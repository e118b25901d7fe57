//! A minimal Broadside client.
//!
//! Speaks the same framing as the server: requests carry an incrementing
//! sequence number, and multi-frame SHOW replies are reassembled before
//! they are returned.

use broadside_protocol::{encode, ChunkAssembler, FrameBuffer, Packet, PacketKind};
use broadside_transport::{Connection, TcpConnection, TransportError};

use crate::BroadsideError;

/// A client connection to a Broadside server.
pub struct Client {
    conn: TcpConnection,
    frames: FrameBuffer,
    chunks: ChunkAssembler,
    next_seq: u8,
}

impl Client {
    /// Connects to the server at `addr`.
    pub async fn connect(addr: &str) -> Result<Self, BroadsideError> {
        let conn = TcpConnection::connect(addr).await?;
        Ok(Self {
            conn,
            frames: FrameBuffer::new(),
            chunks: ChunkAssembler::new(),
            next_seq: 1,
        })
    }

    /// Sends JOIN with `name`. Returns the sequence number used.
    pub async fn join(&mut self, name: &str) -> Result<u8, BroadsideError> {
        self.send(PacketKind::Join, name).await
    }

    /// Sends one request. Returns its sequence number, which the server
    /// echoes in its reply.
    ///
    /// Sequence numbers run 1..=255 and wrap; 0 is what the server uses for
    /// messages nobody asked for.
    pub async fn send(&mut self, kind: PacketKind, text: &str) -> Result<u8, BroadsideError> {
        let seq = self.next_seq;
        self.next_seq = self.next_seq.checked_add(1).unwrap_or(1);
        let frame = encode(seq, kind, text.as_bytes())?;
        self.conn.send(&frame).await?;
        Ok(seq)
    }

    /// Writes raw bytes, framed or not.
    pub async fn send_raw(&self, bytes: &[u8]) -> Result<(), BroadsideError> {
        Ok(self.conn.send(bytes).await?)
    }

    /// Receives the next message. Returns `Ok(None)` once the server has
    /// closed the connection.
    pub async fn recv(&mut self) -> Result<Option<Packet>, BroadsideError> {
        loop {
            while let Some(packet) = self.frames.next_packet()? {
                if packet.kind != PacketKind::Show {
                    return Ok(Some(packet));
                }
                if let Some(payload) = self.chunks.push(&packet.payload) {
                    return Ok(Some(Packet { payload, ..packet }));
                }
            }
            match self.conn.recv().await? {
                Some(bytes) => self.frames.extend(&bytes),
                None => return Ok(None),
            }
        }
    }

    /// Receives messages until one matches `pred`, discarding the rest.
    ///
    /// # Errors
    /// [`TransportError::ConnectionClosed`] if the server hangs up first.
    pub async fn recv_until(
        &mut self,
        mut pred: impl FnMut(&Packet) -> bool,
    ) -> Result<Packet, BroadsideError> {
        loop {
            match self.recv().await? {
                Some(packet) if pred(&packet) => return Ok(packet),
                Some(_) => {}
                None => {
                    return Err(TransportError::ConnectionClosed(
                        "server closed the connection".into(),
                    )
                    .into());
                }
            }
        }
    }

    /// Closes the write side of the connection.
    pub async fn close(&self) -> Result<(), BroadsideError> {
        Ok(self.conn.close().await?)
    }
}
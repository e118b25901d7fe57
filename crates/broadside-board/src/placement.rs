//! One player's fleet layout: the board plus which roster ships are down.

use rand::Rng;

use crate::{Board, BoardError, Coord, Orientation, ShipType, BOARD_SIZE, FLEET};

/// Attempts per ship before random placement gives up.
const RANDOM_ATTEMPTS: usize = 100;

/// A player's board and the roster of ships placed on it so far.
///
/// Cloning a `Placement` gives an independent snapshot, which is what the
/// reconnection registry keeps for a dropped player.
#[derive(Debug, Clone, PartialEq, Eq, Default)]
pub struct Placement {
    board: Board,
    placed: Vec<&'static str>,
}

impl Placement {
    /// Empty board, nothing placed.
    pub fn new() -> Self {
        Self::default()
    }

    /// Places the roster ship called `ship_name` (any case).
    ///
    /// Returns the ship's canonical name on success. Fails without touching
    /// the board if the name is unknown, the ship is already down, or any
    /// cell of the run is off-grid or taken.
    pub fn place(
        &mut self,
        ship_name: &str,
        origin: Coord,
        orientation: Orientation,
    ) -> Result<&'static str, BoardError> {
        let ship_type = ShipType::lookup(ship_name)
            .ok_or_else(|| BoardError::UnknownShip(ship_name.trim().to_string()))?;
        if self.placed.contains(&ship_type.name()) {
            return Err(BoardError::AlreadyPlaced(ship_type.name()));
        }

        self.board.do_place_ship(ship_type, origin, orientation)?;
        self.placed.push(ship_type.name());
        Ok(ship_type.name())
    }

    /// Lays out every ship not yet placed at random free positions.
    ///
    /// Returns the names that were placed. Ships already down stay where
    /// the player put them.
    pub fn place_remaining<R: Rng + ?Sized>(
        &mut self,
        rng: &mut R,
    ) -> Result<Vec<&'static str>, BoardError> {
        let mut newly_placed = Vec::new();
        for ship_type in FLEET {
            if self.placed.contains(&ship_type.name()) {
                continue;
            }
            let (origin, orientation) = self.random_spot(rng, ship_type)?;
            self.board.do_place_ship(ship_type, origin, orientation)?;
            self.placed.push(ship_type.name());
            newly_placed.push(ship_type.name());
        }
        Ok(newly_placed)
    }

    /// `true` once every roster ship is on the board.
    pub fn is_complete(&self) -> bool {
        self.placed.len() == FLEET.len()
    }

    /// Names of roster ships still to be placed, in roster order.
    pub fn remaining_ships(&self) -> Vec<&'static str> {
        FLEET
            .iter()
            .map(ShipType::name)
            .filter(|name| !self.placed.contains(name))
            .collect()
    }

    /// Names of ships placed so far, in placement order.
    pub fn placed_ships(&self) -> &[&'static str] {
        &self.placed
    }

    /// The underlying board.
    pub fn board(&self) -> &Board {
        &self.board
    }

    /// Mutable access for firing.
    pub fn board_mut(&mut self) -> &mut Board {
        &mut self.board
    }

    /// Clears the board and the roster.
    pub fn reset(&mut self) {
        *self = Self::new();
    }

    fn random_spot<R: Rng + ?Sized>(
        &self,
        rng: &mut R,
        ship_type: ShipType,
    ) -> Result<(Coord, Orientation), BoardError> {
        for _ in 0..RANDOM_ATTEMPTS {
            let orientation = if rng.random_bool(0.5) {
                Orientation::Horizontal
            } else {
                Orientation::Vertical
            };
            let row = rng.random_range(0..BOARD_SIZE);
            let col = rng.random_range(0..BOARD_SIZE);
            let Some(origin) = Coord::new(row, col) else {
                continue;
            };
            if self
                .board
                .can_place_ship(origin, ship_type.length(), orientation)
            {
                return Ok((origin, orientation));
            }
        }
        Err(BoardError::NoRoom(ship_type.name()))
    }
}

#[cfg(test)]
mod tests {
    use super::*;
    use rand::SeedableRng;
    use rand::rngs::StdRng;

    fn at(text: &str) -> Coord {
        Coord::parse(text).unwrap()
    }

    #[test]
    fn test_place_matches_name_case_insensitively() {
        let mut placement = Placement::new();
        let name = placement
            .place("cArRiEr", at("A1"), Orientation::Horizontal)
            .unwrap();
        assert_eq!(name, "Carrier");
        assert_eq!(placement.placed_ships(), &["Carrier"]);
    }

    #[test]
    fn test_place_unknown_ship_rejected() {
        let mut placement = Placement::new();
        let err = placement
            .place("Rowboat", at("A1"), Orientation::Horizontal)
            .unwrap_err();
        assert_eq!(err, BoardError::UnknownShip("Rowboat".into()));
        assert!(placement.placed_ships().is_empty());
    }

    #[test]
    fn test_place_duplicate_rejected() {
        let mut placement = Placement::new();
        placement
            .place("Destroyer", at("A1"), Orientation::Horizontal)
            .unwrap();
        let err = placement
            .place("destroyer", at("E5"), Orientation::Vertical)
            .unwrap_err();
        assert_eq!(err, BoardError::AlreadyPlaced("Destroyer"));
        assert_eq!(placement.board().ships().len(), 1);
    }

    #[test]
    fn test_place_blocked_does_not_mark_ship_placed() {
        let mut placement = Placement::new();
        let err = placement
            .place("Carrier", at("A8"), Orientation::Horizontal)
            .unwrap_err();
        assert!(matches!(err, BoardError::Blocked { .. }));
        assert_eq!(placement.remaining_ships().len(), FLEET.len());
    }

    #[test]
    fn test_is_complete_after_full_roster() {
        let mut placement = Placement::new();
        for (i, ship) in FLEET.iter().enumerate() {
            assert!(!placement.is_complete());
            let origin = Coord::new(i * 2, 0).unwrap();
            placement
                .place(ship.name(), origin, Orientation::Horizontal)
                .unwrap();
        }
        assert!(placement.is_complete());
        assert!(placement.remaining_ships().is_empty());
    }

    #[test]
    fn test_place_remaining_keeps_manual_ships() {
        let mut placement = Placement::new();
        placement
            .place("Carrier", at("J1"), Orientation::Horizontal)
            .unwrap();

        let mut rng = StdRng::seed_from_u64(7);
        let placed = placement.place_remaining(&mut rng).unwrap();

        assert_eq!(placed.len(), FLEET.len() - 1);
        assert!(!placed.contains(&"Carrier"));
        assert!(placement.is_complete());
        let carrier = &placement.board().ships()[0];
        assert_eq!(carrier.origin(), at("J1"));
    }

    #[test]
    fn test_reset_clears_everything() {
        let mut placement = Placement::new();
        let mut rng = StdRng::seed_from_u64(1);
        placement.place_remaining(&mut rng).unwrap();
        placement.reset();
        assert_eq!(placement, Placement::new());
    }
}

_Assigned task_. Reproduce only this range: the first line of the data above through the line with "if let Some(payload)", both included, exactly as written.

_Solution to this task_.
repository e118b25901d7fe57
//! A minimal Broadside client.
//!
//! Speaks the same framing as the server: requests carry an incrementing
//! sequence number, and multi-frame SHOW replies are reassembled before
//! they are returned.

use broadside_protocol::{encode, ChunkAssembler, FrameBuffer, Packet, PacketKind};
use broadside_transport::{Connection, TcpConnection, TransportError};

use crate::BroadsideError;

/// A client connection to a Broadside server.
pub struct Client {
    conn: TcpConnection,
    frames: FrameBuffer,
    chunks: ChunkAssembler,
    next_seq: u8,
}

impl Client {
    /// Connects to the server at `addr`.
    pub async fn connect(addr: &str) -> Result<Self, BroadsideError> {
        let conn = TcpConnection::connect(addr).await?;
        Ok(Self {
            conn,
            frames: FrameBuffer::new(),
            chunks: ChunkAssembler::new(),
            next_seq: 1,
        })
    }

    /// Sends JOIN with `name`. Returns the sequence number used.
    pub async fn join(&mut self, name: &str) -> Result<u8, BroadsideError> {
        self.send(PacketKind::Join, name).await
    }

    /// Sends one request. Returns its sequence number, which the server
    /// echoes in its reply.
    ///
    /// Sequence numbers run 1..=255 and wrap; 0 is what the server uses for
    /// messages nobody asked for.
    pub async fn send(&mut self, kind: PacketKind, text: &str) -> Result<u8, BroadsideError> {
        let seq = self.next_seq;
        self.next_seq = self.next_seq.checked_add(1).unwrap_or(1);
        let frame = encode(seq, kind, text.as_bytes())?;
        self.conn.send(&frame).await?;
        Ok(seq)
    }

    /// Writes raw bytes, framed or not.
    pub async fn send_raw(&self, bytes: &[u8]) -> Result<(), BroadsideError> {
        Ok(self.conn.send(bytes).await?)
    }

    /// Receives the next message. Returns `Ok(None)` once the server has
    /// closed the connection.
    pub async fn recv(&mut self) -> Result<Option<Packet>, BroadsideError> {
        loop {
            while let Some(packet) = self.frames.next_packet()? {
                if packet.kind != PacketKind::Show {
                    return Ok(Some(packet));
                }
                if let Some(payload) = self.chunks.push(&packet.payload) {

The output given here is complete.